**Saved data entries**
------

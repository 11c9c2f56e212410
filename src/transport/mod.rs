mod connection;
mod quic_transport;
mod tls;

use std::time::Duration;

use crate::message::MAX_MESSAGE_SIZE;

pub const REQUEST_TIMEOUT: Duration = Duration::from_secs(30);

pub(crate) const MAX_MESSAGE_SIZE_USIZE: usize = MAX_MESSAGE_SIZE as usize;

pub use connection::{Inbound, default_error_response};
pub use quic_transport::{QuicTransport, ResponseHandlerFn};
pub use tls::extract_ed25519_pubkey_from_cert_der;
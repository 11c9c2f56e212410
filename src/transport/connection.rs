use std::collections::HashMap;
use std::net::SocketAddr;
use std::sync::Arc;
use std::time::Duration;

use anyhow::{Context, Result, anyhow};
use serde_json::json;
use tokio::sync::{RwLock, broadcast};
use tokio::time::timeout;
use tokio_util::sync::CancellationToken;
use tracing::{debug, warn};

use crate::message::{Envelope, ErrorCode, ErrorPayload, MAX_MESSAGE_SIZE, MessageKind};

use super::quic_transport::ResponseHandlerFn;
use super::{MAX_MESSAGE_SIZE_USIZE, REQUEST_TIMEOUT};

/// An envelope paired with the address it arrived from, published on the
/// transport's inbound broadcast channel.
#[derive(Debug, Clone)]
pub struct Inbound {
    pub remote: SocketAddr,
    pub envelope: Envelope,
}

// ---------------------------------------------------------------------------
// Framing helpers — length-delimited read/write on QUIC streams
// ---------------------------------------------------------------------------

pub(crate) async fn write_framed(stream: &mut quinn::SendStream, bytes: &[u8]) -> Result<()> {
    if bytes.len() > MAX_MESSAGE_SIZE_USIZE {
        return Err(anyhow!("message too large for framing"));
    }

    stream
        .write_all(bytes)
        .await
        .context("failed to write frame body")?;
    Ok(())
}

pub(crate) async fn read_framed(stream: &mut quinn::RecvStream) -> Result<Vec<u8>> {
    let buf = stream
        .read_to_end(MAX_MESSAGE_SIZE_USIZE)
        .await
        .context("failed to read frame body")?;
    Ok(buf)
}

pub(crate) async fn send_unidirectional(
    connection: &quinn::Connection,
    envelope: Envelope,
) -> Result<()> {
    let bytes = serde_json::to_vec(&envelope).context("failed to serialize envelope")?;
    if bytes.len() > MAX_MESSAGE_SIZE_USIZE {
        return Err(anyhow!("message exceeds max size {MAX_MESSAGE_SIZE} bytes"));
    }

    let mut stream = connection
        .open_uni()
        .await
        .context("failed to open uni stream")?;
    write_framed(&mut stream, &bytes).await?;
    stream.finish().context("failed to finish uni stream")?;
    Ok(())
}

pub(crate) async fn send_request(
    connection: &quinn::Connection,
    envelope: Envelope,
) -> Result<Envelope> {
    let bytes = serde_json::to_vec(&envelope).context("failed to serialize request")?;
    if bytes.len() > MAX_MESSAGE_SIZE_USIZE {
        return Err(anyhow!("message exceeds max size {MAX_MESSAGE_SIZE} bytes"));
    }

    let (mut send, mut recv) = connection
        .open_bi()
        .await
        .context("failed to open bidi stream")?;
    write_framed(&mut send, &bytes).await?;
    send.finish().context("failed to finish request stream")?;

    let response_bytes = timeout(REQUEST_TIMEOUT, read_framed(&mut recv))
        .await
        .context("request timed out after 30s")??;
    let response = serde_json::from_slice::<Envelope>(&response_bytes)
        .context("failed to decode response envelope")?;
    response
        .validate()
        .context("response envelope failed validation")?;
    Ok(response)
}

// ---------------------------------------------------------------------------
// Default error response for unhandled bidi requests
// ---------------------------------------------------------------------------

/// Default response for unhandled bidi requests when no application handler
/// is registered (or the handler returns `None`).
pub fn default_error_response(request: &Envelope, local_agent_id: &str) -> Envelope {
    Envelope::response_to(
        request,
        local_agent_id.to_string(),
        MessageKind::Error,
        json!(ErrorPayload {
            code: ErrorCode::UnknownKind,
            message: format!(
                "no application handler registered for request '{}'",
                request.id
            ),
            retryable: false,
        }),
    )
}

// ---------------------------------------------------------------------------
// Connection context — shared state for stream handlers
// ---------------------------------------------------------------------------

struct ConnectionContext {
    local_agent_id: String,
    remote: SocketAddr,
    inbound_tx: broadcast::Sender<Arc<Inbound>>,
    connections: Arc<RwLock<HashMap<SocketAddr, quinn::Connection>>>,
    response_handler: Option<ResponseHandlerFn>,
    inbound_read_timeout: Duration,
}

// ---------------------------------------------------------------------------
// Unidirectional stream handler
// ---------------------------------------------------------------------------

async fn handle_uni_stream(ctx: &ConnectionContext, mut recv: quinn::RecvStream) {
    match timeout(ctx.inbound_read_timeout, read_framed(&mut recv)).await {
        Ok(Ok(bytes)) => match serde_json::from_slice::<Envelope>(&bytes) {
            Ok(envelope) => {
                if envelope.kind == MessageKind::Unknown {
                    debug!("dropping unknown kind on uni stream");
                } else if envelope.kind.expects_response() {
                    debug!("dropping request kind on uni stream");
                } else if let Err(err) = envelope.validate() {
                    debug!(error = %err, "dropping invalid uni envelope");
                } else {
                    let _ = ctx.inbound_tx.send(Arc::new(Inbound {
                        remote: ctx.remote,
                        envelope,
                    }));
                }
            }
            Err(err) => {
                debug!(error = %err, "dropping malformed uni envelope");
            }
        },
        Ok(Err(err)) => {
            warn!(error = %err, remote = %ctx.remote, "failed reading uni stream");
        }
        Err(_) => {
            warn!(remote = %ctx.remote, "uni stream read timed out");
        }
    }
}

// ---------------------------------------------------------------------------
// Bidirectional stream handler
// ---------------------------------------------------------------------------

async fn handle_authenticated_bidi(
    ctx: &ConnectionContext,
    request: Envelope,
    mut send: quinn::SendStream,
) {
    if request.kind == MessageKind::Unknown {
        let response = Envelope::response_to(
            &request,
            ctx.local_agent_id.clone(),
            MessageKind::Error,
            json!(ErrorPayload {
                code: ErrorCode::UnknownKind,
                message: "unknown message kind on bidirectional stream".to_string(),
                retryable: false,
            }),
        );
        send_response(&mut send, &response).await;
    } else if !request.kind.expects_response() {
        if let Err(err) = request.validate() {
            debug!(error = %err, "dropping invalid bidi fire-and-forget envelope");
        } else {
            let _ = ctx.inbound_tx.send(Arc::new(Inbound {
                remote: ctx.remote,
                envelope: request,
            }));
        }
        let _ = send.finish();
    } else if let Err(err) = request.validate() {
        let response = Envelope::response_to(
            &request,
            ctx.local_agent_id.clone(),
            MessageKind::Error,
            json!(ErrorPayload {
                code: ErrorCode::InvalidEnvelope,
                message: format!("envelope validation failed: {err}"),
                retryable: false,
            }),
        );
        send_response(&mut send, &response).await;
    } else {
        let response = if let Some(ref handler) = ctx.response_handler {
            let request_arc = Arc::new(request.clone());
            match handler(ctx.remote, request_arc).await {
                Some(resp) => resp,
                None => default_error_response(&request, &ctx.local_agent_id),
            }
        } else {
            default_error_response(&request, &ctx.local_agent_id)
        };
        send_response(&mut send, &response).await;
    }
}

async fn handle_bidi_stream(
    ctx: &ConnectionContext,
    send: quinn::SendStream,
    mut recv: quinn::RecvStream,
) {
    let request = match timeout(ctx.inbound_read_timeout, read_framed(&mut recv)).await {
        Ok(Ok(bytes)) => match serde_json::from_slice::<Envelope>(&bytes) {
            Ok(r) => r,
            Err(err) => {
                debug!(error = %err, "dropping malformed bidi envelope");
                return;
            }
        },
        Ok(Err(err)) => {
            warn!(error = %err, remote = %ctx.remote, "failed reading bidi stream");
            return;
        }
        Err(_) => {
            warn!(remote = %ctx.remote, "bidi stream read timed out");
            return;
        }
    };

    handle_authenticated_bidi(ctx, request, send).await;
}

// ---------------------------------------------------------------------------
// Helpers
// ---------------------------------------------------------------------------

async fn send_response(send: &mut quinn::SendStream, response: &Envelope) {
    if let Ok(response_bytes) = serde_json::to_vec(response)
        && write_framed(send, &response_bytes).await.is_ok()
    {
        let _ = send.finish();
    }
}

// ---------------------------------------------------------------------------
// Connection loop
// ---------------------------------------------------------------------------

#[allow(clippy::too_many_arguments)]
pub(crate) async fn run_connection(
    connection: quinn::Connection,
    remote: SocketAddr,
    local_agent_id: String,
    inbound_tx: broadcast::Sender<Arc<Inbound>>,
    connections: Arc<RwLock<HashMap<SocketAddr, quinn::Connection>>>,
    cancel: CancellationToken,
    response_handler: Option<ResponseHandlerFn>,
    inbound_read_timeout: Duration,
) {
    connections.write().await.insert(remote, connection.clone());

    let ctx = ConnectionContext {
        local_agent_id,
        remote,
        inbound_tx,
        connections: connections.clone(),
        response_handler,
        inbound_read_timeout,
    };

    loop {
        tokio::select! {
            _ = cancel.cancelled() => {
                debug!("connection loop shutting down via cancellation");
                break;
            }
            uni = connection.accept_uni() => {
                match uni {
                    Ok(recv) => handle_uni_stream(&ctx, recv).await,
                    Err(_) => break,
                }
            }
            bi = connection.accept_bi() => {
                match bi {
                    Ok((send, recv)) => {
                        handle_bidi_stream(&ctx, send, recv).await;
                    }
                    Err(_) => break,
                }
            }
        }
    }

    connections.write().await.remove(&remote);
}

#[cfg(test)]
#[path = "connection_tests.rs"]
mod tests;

------

The answer must consist of every line above that holds the string "validation", copied exactly.

**Exercise response**
        .context("response envelope failed validation")?;
                message: format!("envelope validation failed: {err}"),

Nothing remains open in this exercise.